### Your objective
The listing that follows must be given again in full and exactly.

### Input records

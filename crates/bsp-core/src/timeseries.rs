//! Timeseries: the segments recorded for one channel

use crate::error::{BspError, BspResult};
use crate::segment::{validate_sampling_rate, Segment};
use crate::timestamp::{Duration, PrecisionTimestamp};
use serde::{Deserialize, Serialize};

/// Collection of segments sharing one sampling rate.
///
/// When `ordered` is set, segments are sorted by start and never overlap;
/// the space between two segments is missing data, not an error.
/// Deserialized timeseries are rebuilt through [`Timeseries::from_segments`].
#[derive(Debug, Clone, PartialEq, Serialize, Deserialize)]
#[serde(try_from = "TimeseriesRecord")]
pub struct Timeseries {
    segments: Vec<Segment>,
    sampling_rate: f32,
    ordered: bool,
}

#[derive(Deserialize)]
struct TimeseriesRecord {
    segments: Vec<Segment>,
    sampling_rate: f32,
    ordered: bool,
}

impl TryFrom<TimeseriesRecord> for Timeseries {
    type Error = BspError;

    fn try_from(record: TimeseriesRecord) -> BspResult<Self> {
        Timeseries::from_segments(record.segments, record.ordered, record.sampling_rate)
    }
}

/// Replacement-producing filter applied to a whole timeseries.
///
/// Filter design lives outside this crate; callers only rely on the output
/// satisfying the same append invariants as any other timeseries.
pub trait TimeseriesFilter {
    /// Filter identifier used in logs
    fn name(&self) -> &str;

    /// Produce the filtered replacement
    fn apply(&self, input: &Timeseries) -> BspResult<Timeseries>;
}

impl Timeseries {
    /// Create an empty timeseries
    pub fn new(sampling_rate: f32, ordered: bool) -> BspResult<Self> {
        validate_sampling_rate(sampling_rate)?;
        Ok(Timeseries {
            segments: Vec::new(),
            sampling_rate,
            ordered,
        })
    }

    /// Create a timeseries by appending each segment in turn
    pub fn from_segments(
        segments: impl IntoIterator<Item = Segment>,
        ordered: bool,
        sampling_rate: f32,
    ) -> BspResult<Self> {
        let mut timeseries = Timeseries::new(sampling_rate, ordered)?;
        for segment in segments {
            timeseries.append(segment)?;
        }
        Ok(timeseries)
    }

    /// Append a segment, enforcing rate and ordering invariants
    pub fn append(&mut self, segment: Segment) -> BspResult<()> {
        if segment.sampling_rate() != self.sampling_rate {
            return Err(BspError::SamplingRateMismatch {
                expected: self.sampling_rate,
                found: segment.sampling_rate(),
            });
        }

        if self.ordered {
            if let Some(last) = self.segments.last() {
                if segment.start() <= last.end() {
                    return Err(BspError::OrderingViolation {
                        start: segment.start(),
                        previous_end: last.end(),
                    });
                }
            }
        }

        self.segments.push(segment);
        Ok(())
    }

    /// Segments in storage order. Call again to restart.
    pub fn segments(&self) -> std::slice::Iter<'_, Segment> {
        self.segments.iter()
    }

    pub fn first_segment(&self) -> Option<&Segment> {
        self.segments.first()
    }

    pub fn segment_count(&self) -> usize {
        self.segments.len()
    }

    /// Total samples across all segments
    pub fn sample_count(&self) -> usize {
        self.segments.iter().map(Segment::len).sum()
    }

    /// Check if no segments were appended
    pub fn is_empty(&self) -> bool {
        self.segments.is_empty()
    }

    pub fn sampling_rate(&self) -> f32 {
        self.sampling_rate
    }

    pub fn is_ordered(&self) -> bool {
        self.ordered
    }

    /// Earliest segment start
    pub fn start(&self) -> Option<PrecisionTimestamp> {
        self.segments.iter().map(Segment::start).min()
    }

    /// Latest segment end
    pub fn end(&self) -> Option<PrecisionTimestamp> {
        self.segments.iter().map(Segment::end).max()
    }

    /// Recorded duration, excluding gaps
    pub fn recorded_duration(&self) -> Duration {
        self.segments
            .iter()
            .fold(Duration::from_nanos(0), |total, segment| total + segment.duration())
    }

    /// Missing-data intervals `(previous_end, next_start)` of an ordered timeseries.
    /// Unordered timeseries make no claim about gaps and return an empty list.
    pub fn gaps(&self) -> Vec<(PrecisionTimestamp, PrecisionTimestamp)> {
        if !self.ordered {
            return Vec::new();
        }
        self.segments
            .windows(2)
            .map(|pair| (pair[0].end(), pair[1].start()))
            .collect()
    }

    /// Build a fresh timeseries from per-segment sample transformations
    pub fn map_segments<F>(&self, mut transform: F) -> BspResult<Timeseries>
    where
        F: FnMut(&Segment) -> BspResult<Vec<f32>>,
    {
        let mut output = Timeseries::new(self.sampling_rate, self.ordered)?;
        for segment in &self.segments {
            let samples = transform(segment)?;
            output.append(Segment::new(samples, segment.start(), self.sampling_rate)?)?;
        }
        Ok(output)
    }

    /// Run a filter and re-validate its replacement
    pub fn filter(&self, filter: &dyn TimeseriesFilter) -> BspResult<Timeseries> {
        let replacement = filter.apply(self)?;
        tracing::debug!(
            filter = filter.name(),
            segments = replacement.segment_count(),
            "filtered timeseries"
        );
        Timeseries::from_segments(
            replacement.segments,
            replacement.ordered,
            replacement.sampling_rate,
        )
    }
}

impl<'a> IntoIterator for &'a Timeseries {
    type Item = &'a Segment;
    type IntoIter = std::slice::Iter<'a, Segment>;

    fn into_iter(self) -> Self::IntoIter {
        self.segments()
    }
}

### Task response
filename crates/bsp-core/src/timeseries.rs
//! Timeseries: the segments recorded for one channel

use crate::error::{BspError, BspResult};
use crate::segment::{validate_sampling_rate, Segment};
use crate::timestamp::{Duration, PrecisionTimestamp};
use serde::{Deserialize, Serialize};

/// Collection of segments sharing one sampling rate.
///
/// When `ordered` is set, segments are sorted by start and never overlap;
/// the space between two segments is missing data, not an error.
/// Deserialized timeseries are rebuilt through [`Timeseries::from_segments`].
#[derive(Debug, Clone, PartialEq, Serialize, Deserialize)]
#[serde(try_from = "TimeseriesRecord")]
pub struct Timeseries {
    segments: Vec<Segment>,
    sampling_rate: f32,
    ordered: bool,
}

#[derive(Deserialize)]
struct TimeseriesRecord {
    segments: Vec<Segment>,
    sampling_rate: f32,
    ordered: bool,
}

impl TryFrom<TimeseriesRecord> for Timeseries {
    type Error = BspError;

    fn try_from(record: TimeseriesRecord) -> BspResult<Self> {
        Timeseries::from_segments(record.segments, record.ordered, record.sampling_rate)
    }
}

/// Replacement-producing filter applied to a whole timeseries.
///
/// Filter design lives outside this crate; callers only rely on the output
/// satisfying the same append invariants as any other timeseries.
pub trait TimeseriesFilter {
    /// Filter identifier used in logs
    fn name(&self) -> &str;

    /// Produce the filtered replacement
    fn apply(&self, input: &Timeseries) -> BspResult<Timeseries>;
}

impl Timeseries {
    /// Create an empty timeseries
    pub fn new(sampling_rate: f32, ordered: bool) -> BspResult<Self> {
        validate_sampling_rate(sampling_rate)?;
        Ok(Timeseries {
            segments: Vec::new(),
            sampling_rate,
            ordered,
        })
    }

    /// Create a timeseries by appending each segment in turn
    pub fn from_segments(
        segments: impl IntoIterator<Item = Segment>,
        ordered: bool,
        sampling_rate: f32,
    ) -> BspResult<Self> {
        let mut timeseries = Timeseries::new(sampling_rate, ordered)?;
        for segment in segments {
            timeseries.append(segment)?;
        }
        Ok(timeseries)
    }

    /// Append a segment, enforcing rate and ordering invariants
    pub fn append(&mut self, segment: Segment) -> BspResult<()> {
        if segment.sampling_rate() != self.sampling_rate {
            return Err(BspError::SamplingRateMismatch {
                expected: self.sampling_rate,
                found: segment.sampling_rate(),
            });
        }

        if self.ordered {
            if let Some(last) = self.segments.last() {
                if segment.start() <= last.end() {
                    return Err(BspError::OrderingViolation {
                        start: segment.start(),
                        previous_end: last.end(),
                    });
                }
            }
        }

        self.segments.push(segment);
        Ok(())
    }

    /// Segments in storage order. Call again to restart.
    pub fn segments(&self) -> std::slice::Iter<'_, Segment> {
        self.segments.iter()
    }

    pub fn first_segment(&self) -> Option<&Segment> {
        self.segments.first()
    }

    pub fn segment_count(&self) -> usize {
        self.segments.len()
    }

    /// Total samples across all segments
    pub fn sample_count(&self) -> usize {
        self.segments.iter().map(Segment::len).sum()
    }

    /// Check if no segments were appended
    pub fn is_empty(&self) -> bool {
        self.segments.is_empty()
    }

    pub fn sampling_rate(&self) -> f32 {
        self.sampling_rate
    }

    pub fn is_ordered(&self) -> bool {
        self.ordered
    }

    /// Earliest segment start
    pub fn start(&self) -> Option<PrecisionTimestamp> {
        self.segments.iter().map(Segment::start).min()
    }

    /// Latest segment end
    pub fn end(&self) -> Option<PrecisionTimestamp> {
        self.segments.iter().map(Segment::end).max()
    }

    /// Recorded duration, excluding gaps
    pub fn recorded_duration(&self) -> Duration {
        self.segments
            .iter()
            .fold(Duration::from_nanos(0), |total, segment| total + segment.duration())
    }

    /// Missing-data intervals `(previous_end, next_start)` of an ordered timeseries.
    /// Unordered timeseries make no claim about gaps and return an empty list.
    pub fn gaps(&self) -> Vec<(PrecisionTimestamp, PrecisionTimestamp)> {
        if !self.ordered {
            return Vec::new();
        }
        self.segments
            .windows(2)
            .map(|pair| (pair[0].end(), pair[1].start()))
            .collect()
    }

    /// Build a fresh timeseries from per-segment sample transformations
    pub fn map_segments<F>(&self, mut transform: F) -> BspResult<Timeseries>
    where
        F: FnMut(&Segment) -> BspResult<Vec<f32>>,
    {
        let mut output = Timeseries::new(self.sampling_rate, self.ordered)?;
        for segment in &self.segments {
            let samples = transform(segment)?;
            output.append(Segment::new(samples, segment.start(), self.sampling_rate)?)?;
        }
        Ok(output)
    }

    /// Run a filter and re-validate its replacement
    pub fn filter(&self, filter: &dyn TimeseriesFilter) -> BspResult<Timeseries> {
        let replacement = filter.apply(self)?;
        tracing::debug!(
            filter = filter.name(),
            segments = replacement.segment_count(),
            "filtered timeseries"
        );
        Timeseries::from_segments(
            replacement.segments,
            replacement.ordered,
            replacement.sampling_rate,
        )
    }
}

impl<'a> IntoIterator for &'a Timeseries {
    type Item = &'a Segment;
    type IntoIter = std::slice::Iter<'a, Segment>;

    fn into_iter(self) -> Self::IntoIter {
        self.segments()
    }
}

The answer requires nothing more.